Brian Oketch, who discloses he has banned his wife from such activities, says men need to be cleverer.

“A lot of things happen in these chamas. Women "spoil" each other. Personally, I always discourage my wife from such group activities. Why would a man give his wife money for activities he has no clue about?” wonders Oketch.

He says his wife had at some point begun pestering him to fund her chama activities when he put down his foot. “I demanded to know all their activities and meet those chama members. For some reason, she gave up. That made me suspect some of the women our wives meet in chama are of questionable character and that’s why they dislike it when we ask to meet them,” he says.

George Kutwa throws a spanner in the works by saying that Nairobi is a fool’s paradise.

He says women have discovered that men always cheat on them and that’s why they, too, have devised a way to "return the favour" and are very clinical when at it.

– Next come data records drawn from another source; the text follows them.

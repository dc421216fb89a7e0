//! Download capture by watching the browser's download directory.
//!
//! WebDriver has no download event, so [`DownloadWatch`] snapshots the
//! directory before the click and [`wait_for_download`] polls for a new,
//! fully written file afterwards.
//!
//! A file counts as fully written once no new partial download sits next to
//! it and its size is non-zero and unchanged across two scans.

use std::collections::{HashMap, HashSet};
use std::ffi::OsString;
use std::path::{Path, PathBuf};
use std::time::Duration;

use crate::{CapturedDownload, PortalError};

/// How often the download directory is re-scanned.
const POLL_INTERVAL: Duration = Duration::from_millis(250);

/// Suffixes Chrome and Firefox use for downloads still in flight.
const PARTIAL_SUFFIXES: &[&str] = &[".crdownload", ".part", ".tmp"];

/// Directory state captured before a download is triggered.
#[derive(Debug, Clone, Default, PartialEq, Eq)]
pub struct DownloadWatch {
    /// Directory being watched, if the session uses one.
    pub dir: Option<PathBuf>,
    /// Entries that existed before the click.
    pub existing: HashSet<OsString>,
}

impl DownloadWatch {
    /// Snapshots the current entries of `dir`, creating it if needed.
    ///
    /// # Errors
    ///
    /// Returns [`PortalError::Io`] if the directory cannot be read.
    pub async fn snapshot(dir: &Path) -> Result<Self, PortalError> {
        tokio::fs::create_dir_all(dir).await?;
        Ok(Self {
            dir: Some(dir.to_path_buf()),
            existing: list_entries(dir).await?,
        })
    }
}

/// Returns `true` if `name` is a download the browser is still writing.
#[must_use]
pub fn is_partial(name: &str) -> bool {
    PARTIAL_SUFFIXES.iter().any(|s| name.ends_with(s))
}

/// Returns `true` if `name` looks like a finished download.
#[must_use]
pub fn is_complete(name: &str) -> bool {
    !name.starts_with('.') && !is_partial(name)
}

/// Polls the watched directory until a new complete file appears.
///
/// # Errors
///
/// Returns [`PortalError::DownloadTimeout`] if no file lands within
/// `timeout`, or [`PortalError::Io`] if the directory cannot be read.
pub async fn wait_for_download(
    watch: &DownloadWatch,
    timeout: Duration,
) -> Result<CapturedDownload, PortalError> {
    let Some(dir) = &watch.dir else {
        return Err(PortalError::DownloadTimeout { timeout });
    };

    tokio::time::timeout(timeout, poll_new_file(dir, &watch.existing))
        .await
        .map_err(|_| PortalError::DownloadTimeout { timeout })?
}

async fn poll_new_file(
    dir: &Path,
    existing: &HashSet<OsString>,
) -> Result<CapturedDownload, PortalError> {
    let mut sizes: HashMap<String, u64> = HashMap::new();
    loop {
        let mut names: Vec<String> = list_entries(dir)
            .await?
            .into_iter()
            .filter(|name| !existing.contains(name))
            .map(|name| name.to_string_lossy().into_owned())
            .collect();
        names.sort();

        if names.iter().any(|name| is_partial(name)) {
            log::trace!("Download still in progress in {}", dir.display());
            sizes.clear();
        } else if let Some(captured) = settled_file(dir, &names, &mut sizes).await? {
            return Ok(captured);
        }

        tokio::time::sleep(POLL_INTERVAL).await;
    }
}

/// Returns the first candidate whose size is non-zero and matches the size
/// seen on the previous scan, recording current sizes into `sizes`.
async fn settled_file(
    dir: &Path,
    names: &[String],
    sizes: &mut HashMap<String, u64>,
) -> Result<Option<CapturedDownload>, PortalError> {
    for name in names.iter().filter(|name| is_complete(name)) {
        let path = dir.join(name);
        let len = match tokio::fs::metadata(&path).await {
            Ok(meta) if meta.is_file() => meta.len(),
            Ok(_) => continue,
            Err(e) if e.kind() == std::io::ErrorKind::NotFound => continue,
            Err(e) => return Err(e.into()),
        };

        let previous = sizes.insert(name.clone(), len);
        if len > 0 && previous == Some(len) {
            return Ok(Some(CapturedDownload {
                path,
                suggested_name: name.clone(),
            }));
        }
    }
    Ok(None)
}

async fn list_entries(dir: &Path) -> Result<HashSet<OsString>, PortalError> {
    let mut entries = tokio::fs::read_dir(dir).await?;
    let mut names = HashSet::new();
    while let Some(entry) = entries.next_entry().await? {
        names.insert(entry.file_name());
    }
    Ok(names)
}

#[cfg(test)]
mod tests {
    use super::*;

    #[test]
    fn partial_downloads_are_not_complete() {
        assert!(is_complete("sales.csv"));
        assert!(!is_complete("sales.csv.crdownload"));
        assert!(!is_complete("sales.csv.part"));
        assert!(!is_complete(".com.google.Chrome.abc123"));
        assert!(is_partial("sales.csv.tmp"));
        assert!(!is_partial(".com.google.Chrome.abc123"));
    }

    #[tokio::test]
    async fn finds_file_created_after_snapshot() {
        let tmp = std::env::temp_dir().join("report_harvest_download_watch");
        let _ = std::fs::remove_dir_all(&tmp);
        std::fs::create_dir_all(&tmp).unwrap();
        std::fs::write(tmp.join("old.csv"), "a\n").unwrap();

        let watch = DownloadWatch::snapshot(&tmp).await.unwrap();
        std::fs::write(tmp.join("new.csv"), "a\n").unwrap();

        let captured = wait_for_download(&watch, Duration::from_secs(5)).await.unwrap();
        assert_eq!(captured.suggested_name, "new.csv");
        assert_eq!(captured.path, tmp.join("new.csv"));

        let _ = std::fs::remove_dir_all(&tmp);
    }

    #[tokio::test]
    async fn waits_while_partial_download_is_present() {
        let tmp = std::env::temp_dir().join("report_harvest_download_partial");
        let _ = std::fs::remove_dir_all(&tmp);
        std::fs::create_dir_all(&tmp).unwrap();

        let watch = DownloadWatch::snapshot(&tmp).await.unwrap();
        std::fs::write(tmp.join("sales.csv.crdownload"), "date,amount\n").unwrap();
        std::fs::write(tmp.join("sales.csv"), "").unwrap();

        let err = wait_for_download(&watch, Duration::from_millis(800))
            .await
            .unwrap_err();
        assert!(matches!(err, PortalError::DownloadTimeout { .. }));

        std::fs::remove_file(tmp.join("sales.csv.crdownload")).unwrap();
        std::fs::write(tmp.join("sales.csv"), "date,amount\n2025-01-01,3\n").unwrap();

        let captured = wait_for_download(&watch, Duration::from_secs(5)).await.unwrap();
        assert_eq!(captured.suggested_name, "sales.csv");
        assert_eq!(
            std::fs::read_to_string(&captured.path).unwrap(),
            "date,amount\n2025-01-01,3\n"
        );

        let _ = std::fs::remove_dir_all(&tmp);
    }

    #[tokio::test]
    async fn ignores_empty_files() {
        let tmp = std::env::temp_dir().join("report_harvest_download_empty");
        let _ = std::fs::remove_dir_all(&tmp);
        std::fs::create_dir_all(&tmp).unwrap();

        let watch = DownloadWatch::snapshot(&tmp).await.unwrap();
        std::fs::write(tmp.join("sales.csv"), "").unwrap();

        let err = wait_for_download(&watch, Duration::from_millis(800))
            .await
            .unwrap_err();
        assert!(matches!(err, PortalError::DownloadTimeout { .. }));

        let _ = std::fs::remove_dir_all(&tmp);
    }

    #[tokio::test]
    async fn times_out_when_nothing_lands() {
        let tmp = std::env::temp_dir().join("report_harvest_download_timeout");
        let _ = std::fs::remove_dir_all(&tmp);

        let watch = DownloadWatch::snapshot(&tmp).await.unwrap();
        let err = wait_for_download(&watch, Duration::from_millis(300))
            .await
            .unwrap_err();
        assert!(matches!(err, PortalError::DownloadTimeout { .. }));

        let _ = std::fs::remove_dir_all(&tmp);
    }
}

“Unlike back in the day when our mothers used to meet in their friends' homes for an afternoon, nowadays women have taken it a notch higher. They take their meetings out of town. And when a man hears that his wife wants to travel out of town for a weekend for a chama meeting, he gets excited because that’s a perfect opportunity for him to have a good time with his secret lover,” says Kutwa, adding: “So as the man thinks he is having a good time at the expense of his absent wife, she is also somewhere with another man."

However, it is important to note that not all chamas are ‘rotten’. Some play a very important role in empowering women.

“Most men have a wrong perception about chamas. Personally, I would never do such or even encourage women to do so. My chama has really helped me, especially when it comes to raising school fees for my children.

“Some chamas have helped women buy land, livestock, invest in the stock exchange and do all manner of things that they would ordinarily not manage to do on their own. So the notion that women use chamas to cheat is misguided,” says Joy Amira, a salonist.